Aceptamos que la enseñanza institucional es necesaria para que los alumnos obtengan
determinados aprendizajes, desarrollen ciertas capacidades, adquieran ciertos modos de apreciar
o de valorar. Asumimos, en general, que el mundo adulto tiene algún derecho para decidir cosas
que los jóvenes deberán adquirir para su vida. Éste no es sólo un problema de las escuelas. Toda
sociedad conocida estableció conocimientos, destrezas y disposiciones que los jóvenes debían
adquirir durante su preparación para, luego, formar parte del mundo adulto. Nuestra sociedad
realiza esta preparación principalmente en el sistema escolar. La expresión de nuestras
intenciones educativas tiene un sencillo correlato.
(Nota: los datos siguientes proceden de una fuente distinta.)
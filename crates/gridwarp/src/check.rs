use std::fmt::Write as _;
use std::path::Path;

use anyhow::{Context, Result};
use pageconfig::{PageDescription, PreviewSettings, ProjectLink};
use serde::Serialize;

use crate::cli::CheckArgs;

/// What `gridwarp check` reports about a page description.
#[derive(Debug, Serialize)]
pub struct CheckReport {
    pub page: String,
    /// False when the page has no container or no tracked links, in which
    /// case the preview would not initialise.
    pub active: bool,
    pub settings: PreviewSettings,
    pub links: Vec<ProjectLink>,
    pub distinct_images: usize,
}

impl CheckReport {
    pub fn build(path: &Path, page: &PageDescription) -> Self {
        let target = page.preview_target();
        let settings = target
            .as_ref()
            .map(|target| target.settings)
            .unwrap_or_default();
        let links = page.tracked_links();
        let distinct_images = target
            .as_ref()
            .map(|target| target.image_urls().len())
            .unwrap_or(0);

        Self {
            page: path.display().to_string(),
            active: target.is_some(),
            settings,
            links,
            distinct_images,
        }
    }

    pub fn render_text(&self) -> String {
        let mut out = String::new();
        let _ = writeln!(out, "page: {}", self.page);
        let _ = writeln!(
            out,
            "preview: {}",
            if self.active { "active" } else { "inactive" }
        );
        let _ = writeln!(out, "grid: {}", self.settings.grid);
        let _ = writeln!(out, "mouse: {}", self.settings.mouse);
        let _ = writeln!(out, "strength: {}", self.settings.strength);
        let _ = writeln!(out, "relaxation: {}", self.settings.relaxation);
        let _ = writeln!(
            out,
            "links: {} ({} distinct images)",
            self.links.len(),
            self.distinct_images
        );
        for link in &self.links {
            match &link.href {
                Some(href) => {
                    let _ = writeln!(out, "  {} -> {}", link.image, href);
                }
                None => {
                    let _ = writeln!(out, "  {} (no href)", link.image);
                }
            }
        }
        out
    }
}

pub fn run(args: &CheckArgs) -> Result<()> {
    let page = PageDescription::load(&args.page)
        .with_context(|| format!("failed to load {}", args.page.display()))?;
    let report = CheckReport::build(&args.page, &page);

    if args.json {
        println!("{}", serde_json::to_string_pretty(&report)?);
    } else {
        print!("{}", report.render_text());
    }
    Ok(())
}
Si esto es lo que pretendemos ¿en qué medida
lo estamos logrando? ¿Deberíamos tener algún medio al alcance para saber si las importantes
intenciones educativas de las escuelas son realizadas? Si se considera que estas intenciones
educativas están directamente ligadas con el desarrollo del mundo en que vivimos y que no
resultan accidentales, sino centrales para su existencia y mejora, parece casi inevitable dar una
respuesta positiva. Este es un primer motivo: las acciones de enseñanza tienen tal importancia
social que el hecho de evaluar está vinculado a la importancia otorgada. Pero no es el único. En la
sala de clases todo profesor planifica ciertas realizaciones: resolver una tarea, analizar un
problema, organizar información, diseñar un proyecto, comprobar una hipótesis, debatir un
conflicto, establecer relación entre dos series de hechos, comparar casos para buscar elementos
comunes, conocer una teoría, inventar un concepto, obtener datos de libros o material
informativo, organizar un grupo pequeño, realizar obras en diferentes lenguajes. La lista puede
continuar. En cualquier concepción no directa de la enseñanza se aceptará que estas actividades y
producciones permiten que los alumnos “aprendan algo”. Tanto desde el punto de vista del
profesor como desde el del alumno, es necesario tener algún conocimiento acerca del éxito o la
pertinencia de las actividades emprendidas. O sea, poder evaluar el resultado de la tarea realizada.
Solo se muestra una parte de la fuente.